The main challenge was the tight calendar. BuzzFeed was planning its IPO for late in 2021, and we needed to get this done without getting in the way of that. Also, the technical aspects of managing the HuffPost site, migrating it to France, had to be worked out, since Le Monde was becoming majority owner.

One thing that was never in doubt was the desire of Le Monde to keep HuffPost in France and buy the shares—and the desire of BuzzFeed to sell to Le Monde.

How often does Le Monde rely on in-house counsel to handle matters like this, and how often do you call on outside counsel?

I have been at Le Monde for 15 years and, as legal director, I’m called on to advise on everything from libel to real estate to M&A. But you can’t be an expert in everything. I have no complexes about calling on outside counsel if I feel the need, or if management wants me to.

In this case, we didn’t feel the need. It was not a contentious negotiation. The main role of the lawyers was to convey information among all the parties. And since I know the company so well, and could get information quickly, that was an advantage. With Fieldfisher it was a true collaboration, and we worked very well together.

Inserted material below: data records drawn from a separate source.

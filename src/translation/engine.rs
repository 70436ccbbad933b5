//! 语言切换引擎
//!
//! 引擎持有文档、当前生效的词典和任务队列，负责协调一次语言切换的全过程：
//!
//! 1. 异步获取目标语言的词典（唯一的挂起点）
//! 2. 把切换任务放入 FIFO 队列，任务同步执行，互不交错
//! 3. 任务内先用交叉词典把上一种语言直接译为目标语言，未覆盖的元素退回默认语言
//! 4. 替换词典后，再把所有默认语言元素译为目标语言
//! 5. 更新当前语言、持久化、广播 [`LanguageSwitched`]
//!
//! 切换回默认语言时不需要获取词典，直接反向套用当前词典。
//!
//! ## 线程模型
//! 文档句柄基于 `Rc`，引擎不是 `Send`，需要在单线程运行时（如 current-thread
//! tokio）上使用。并发发起的多次切换按词典获取完成的顺序生效，最后完成者为准。
//!
//! ## 使用示例
//! ```rust,no_run
//! use langswitch::parsers::html_to_dom;
//! use langswitch::translation::{LanguageSwitcher, SwitcherConfig};
//!
//! # async fn example() -> Result<(), Box<dyn std::error::Error>> {
//! let dom = html_to_dom(b"<p lang=\"en\">Hello World</p>", "utf-8")?;
//! let switcher = LanguageSwitcher::from_config(dom.document.clone(), &SwitcherConfig::default())?;
//! switcher.set_lang("es").await?;
//! # Ok(())
//! # }
//! ```

use std::cell::RefCell;
use std::rc::Rc;

use markup5ever_rcdom::Handle;
use tokio::sync::broadcast;

use crate::parsers::html::{self, watched_attributes, Selector};

use super::config::SwitcherConfig;
use super::dictionary::Dictionary;
use super::error::{TranslationError, TranslationResult};
use super::matcher::MatchOptions;
use super::observer::{DocumentChangeWatcher, DomObserver};
use super::queue::JobQueue;
use super::source::{dictionary_source_for, DictionarySource};
use super::storage::{LanguageStore, RedbLanguageStore};
use super::translator::{translate, Fallback, Pass};

const EVENT_CAPACITY: usize = 16;

/// 语言切换完成事件，在当前语言更新之后发出
#[derive(Debug, Clone, PartialEq, Eq)]
pub struct LanguageSwitched {
    pub lang: String,
}

/// 可变的切换状态
#[derive(Debug)]
struct SwitcherState {
    current_lang: String,
    /// 默认语言短语 → 当前语言短语；当前语言为默认语言时为空
    dictionary: Dictionary,
}

struct SwitcherInner {
    document: Handle,
    default_lang: String,
    /// 初始化时切换到的语言
    initial_lang: String,
    persistent: bool,
    options: MatchOptions,
    state: RefCell<SwitcherState>,
    queue: JobQueue,
    source: Box<dyn DictionarySource>,
    store: Option<Box<dyn LanguageStore>>,
    watcher: Box<dyn DocumentChangeWatcher>,
    events: broadcast::Sender<LanguageSwitched>,
}

/// 任务执行期间断开监视器，结束（包括 panic）时重新连接
struct WatchPause<'a>(&'a dyn DocumentChangeWatcher);

impl<'a> WatchPause<'a> {
    fn new(watcher: &'a dyn DocumentChangeWatcher) -> Self {
        watcher.disconnect();
        Self(watcher)
    }
}

impl Drop for WatchPause<'_> {
    fn drop(&mut self) {
        self.0.connect();
    }
}

impl SwitcherInner {
    fn persist(&self, lang: &str) {
        if !self.persistent {
            return;
        }
        if let Some(store) = &self.store {
            if let Err(e) = store.save(lang) {
                tracing::warn!("保存语言 {} 失败: {}", lang, e);
            }
        }
    }

    fn finish_switch(&self, lang: &str) {
        self.state.borrow_mut().current_lang = lang.to_string();
        self.persist(lang);
        // 没有订阅者时发送失败，可以忽略
        let _ = self.events.send(LanguageSwitched {
            lang: lang.to_string(),
        });
        tracing::info!("语言已切换为 {}", lang);
    }

    /// 反向套用当前词典，回到默认语言
    fn switch_to_default(&self) {
        tracing::info!(state = "SwitchingToDefault", "切换回默认语言 {}", self.default_lang);

        {
            let mut state = self.state.borrow_mut();
            let from = state.current_lang.clone();
            let pass = Pass::new(&from, &self.default_lang, &state.dictionary)
                .reversed()
                .with_fallback(Fallback {
                    current_lang: &from,
                    default_lang: &self.default_lang,
                    dictionary: &state.dictionary,
                });
            translate(&self.document, &pass, &self.options);

            state.dictionary = Dictionary::new();
        }

        self.finish_switch(&self.default_lang);
    }

    /// 用新获取的词典切换到 `lang`
    fn apply_switch(&self, lang: &str, fetched: Dictionary) {
        tracing::info!(state = "ApplyingSwitch", "应用语言 {}", lang);

        {
            let next = fetched.sanitized(self.options.clean);
            let mut state = self.state.borrow_mut();
            let from = state.current_lang.clone();

            let cross = state.dictionary.cross(&next);
            let pass = Pass::new(&from, lang, &cross).with_fallback(Fallback {
                current_lang: &from,
                default_lang: &self.default_lang,
                dictionary: &state.dictionary,
            });
            translate(&self.document, &pass, &self.options);

            state.dictionary = next;
            translate(
                &self.document,
                &Pass::new(&self.default_lang, lang, &state.dictionary),
                &self.options,
            );
        }

        self.finish_switch(lang);
    }

    /// 把 `root` 及其后代中的默认语言元素译为当前语言
    fn sync_subtree(&self, root: &Handle) -> usize {
        let state = self.state.borrow();
        if state.current_lang == self.default_lang {
            return 0;
        }

        let pass = Pass::new(&self.default_lang, &state.current_lang, &state.dictionary);
        translate(root, &pass.root_only(), &self.options) + translate(root, &pass, &self.options)
    }
}

/// 语言切换引擎
///
/// 克隆得到的是同一个引擎的另一个句柄。
#[derive(Clone)]
pub struct LanguageSwitcher {
    inner: Rc<SwitcherInner>,
}

impl LanguageSwitcher {
    /// 使用给定的词典来源和语言存储创建引擎
    ///
    /// 引擎以默认语言启动，调用 [`init`](Self::init) 后切换到配置或已保存的语言。
    pub fn new(
        document: Handle,
        config: &SwitcherConfig,
        source: Box<dyn DictionarySource>,
        store: Option<Box<dyn LanguageStore>>,
    ) -> TranslationResult<Self> {
        config.validate()?;

        let watcher = DomObserver::attach(&document, config.observe.as_deref());
        let (events, _) = broadcast::channel(EVENT_CAPACITY);

        let inner = SwitcherInner {
            default_lang: config.default_lang.clone(),
            initial_lang: config.lang.clone(),
            persistent: config.persistent,
            options: MatchOptions {
                clean: config.clean,
                attributes: watched_attributes(&config.attributes),
            },
            state: RefCell::new(SwitcherState {
                current_lang: config.default_lang.clone(),
                dictionary: Dictionary::new(),
            }),
            queue: JobQueue::new(),
            source,
            store,
            watcher: Box::new(watcher),
            events,
            document,
        };

        Ok(Self {
            inner: Rc::new(inner),
        })
    }

    /// 按配置创建词典来源；启用持久化时打开 redb 存储
    ///
    /// 存储打开失败不影响翻译，只是不再保存语言。
    pub fn from_config(document: Handle, config: &SwitcherConfig) -> TranslationResult<Self> {
        let source = dictionary_source_for(config)?;

        let store: Option<Box<dyn LanguageStore>> = if config.persistent {
            let path = config.storage_path();
            match RedbLanguageStore::open(&path) {
                Ok(store) => Some(Box::new(store)),
                Err(e) => {
                    tracing::warn!("无法打开语言存储 {}: {}", path.display(), e);
                    None
                }
            }
        } else {
            None
        };

        Self::new(document, config, source, store)
    }

    /// 切换到已保存的语言，没有时切换到配置的语言
    pub async fn init(&self) -> TranslationResult<()> {
        let saved = match (&self.inner.store, self.inner.persistent) {
            (Some(store), true) => store.load().unwrap_or_else(|e| {
                tracing::warn!("读取已保存的语言失败: {}", e);
                None
            }),
            _ => None,
        };

        let lang = saved.unwrap_or_else(|| self.inner.initial_lang.clone());
        self.set_lang(&lang).await
    }

    /// 切换到 `lang`
    ///
    /// 与当前语言相同时什么都不做。词典获取失败时返回
    /// [`TranslationError::DictionaryLoad`]，文档和引擎状态保持不变。
    pub async fn set_lang(&self, lang: &str) -> TranslationResult<()> {
        if lang == self.get_lang() {
            tracing::debug!("已经是 {}，忽略切换", lang);
            return Ok(());
        }

        if lang == self.inner.default_lang {
            self.enqueue(|inner| inner.switch_to_default());
            return Ok(());
        }

        tracing::info!(state = "FetchingDictionary", "获取 {} 词典", lang);
        let fetched = self.inner.source.fetch(lang).await.map_err(|e| match e {
            e @ TranslationError::DictionaryLoad { .. } => e,
            other => TranslationError::dictionary_load(lang, other),
        })?;

        let lang = lang.to_string();
        self.enqueue(move |inner| inner.apply_switch(&lang, fetched));
        Ok(())
    }

    pub fn get_lang(&self) -> String {
        self.inner.state.borrow().current_lang.clone()
    }

    pub fn default_lang(&self) -> &str {
        &self.inner.default_lang
    }

    /// 查找单条短语的当前语言译文，找不到时原样返回
    pub fn t(&self, phrase: &str) -> String {
        self.inner
            .state
            .borrow()
            .dictionary
            .get(phrase)
            .unwrap_or(phrase)
            .to_string()
    }

    /// 以译文替换元素内容并上报变更
    pub fn set_content(&self, element: &Handle, content: &str) {
        html::set_inner_html(element, &self.t(content));
        self.notify_mutation(element);
    }

    /// 以译文替换元素的纯文本内容并上报变更
    pub fn set_text(&self, element: &Handle, text: &str) {
        html::set_text(element, &self.t(text));
        self.notify_mutation(element);
    }

    /// 在元素末尾追加 HTML 片段并上报变更
    pub fn append_html(&self, parent: &Handle, markup: &str) -> Vec<Handle> {
        let nodes = html::append_html(parent, markup);
        self.notify_mutation(parent);
        nodes
    }

    /// 上报一次文档变更；位于监视范围内时安排重新同步，返回是否安排
    pub fn notify_mutation(&self, target: &Handle) -> bool {
        if !self.inner.watcher.observes(target) {
            return false;
        }
        self.resync(target);
        true
    }

    /// 安排一次对 `subtree` 的重新同步
    pub fn resync(&self, subtree: &Handle) {
        let subtree = subtree.clone();
        self.enqueue(move |inner| {
            inner.sync_subtree(&subtree);
        });
    }

    /// 立即翻译选择器匹配的所有子树，返回匹配到的根节点数
    pub fn translate_subtree(&self, selector: &str) -> TranslationResult<usize> {
        let parsed = Selector::parse(selector).ok_or_else(|| {
            TranslationError::InvalidInput(format!("不支持的选择器: {:?}", selector))
        })?;

        let roots = parsed.select(&self.inner.document);
        for root in &roots {
            self.inner.sync_subtree(root);
        }
        Ok(roots.len())
    }

    /// 订阅语言切换事件
    pub fn subscribe(&self) -> broadcast::Receiver<LanguageSwitched> {
        self.inner.events.subscribe()
    }

    pub fn document(&self) -> &Handle {
        &self.inner.document
    }

    pub fn pending_jobs(&self) -> usize {
        self.inner.queue.len()
    }

    fn enqueue(&self, job: impl FnOnce(&SwitcherInner) + 'static) {
        let inner = Rc::clone(&self.inner);
        self.inner.queue.enqueue(move || {
            let _pause = WatchPause::new(inner.watcher.as_ref());
            job(&inner);
        });
    }
}

impl std::fmt::Debug for LanguageSwitcher {
    fn fmt(&self, f: &mut std::fmt::Formatter<'_>) -> std::fmt::Result {
        let state = self.inner.state.borrow();
        f.debug_struct("LanguageSwitcher")
            .field("default_lang", &self.inner.default_lang)
            .field("current_lang", &state.current_lang)
            .field("entries", &state.dictionary.len())
            .field("queue", &self.inner.queue)
            .finish_non_exhaustive()
    }
}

Taking control of HuffPost France is being seen as a move by Le Monde away from print and toward digital journalism, and a younger audience. Is that how it is seen inside Le Monde?

All publications want younger readers. But it’s not as simple as old vs. new media. Le Monde has a long history in print, it’s true, but it is very involved in digital. At the present time, it has 400,000 paid digital subscribers—out of a total subscriber base of 500,000. That’s colossal!

I don’t think Le Monde would have partnered with just any online publication. With HuffPost, there was an editorial coherence: The first editorial director of HuffPost France was Anne Sinclair, a formidable journalist. So a certain level of quality was at the heart of the project from the very beginning.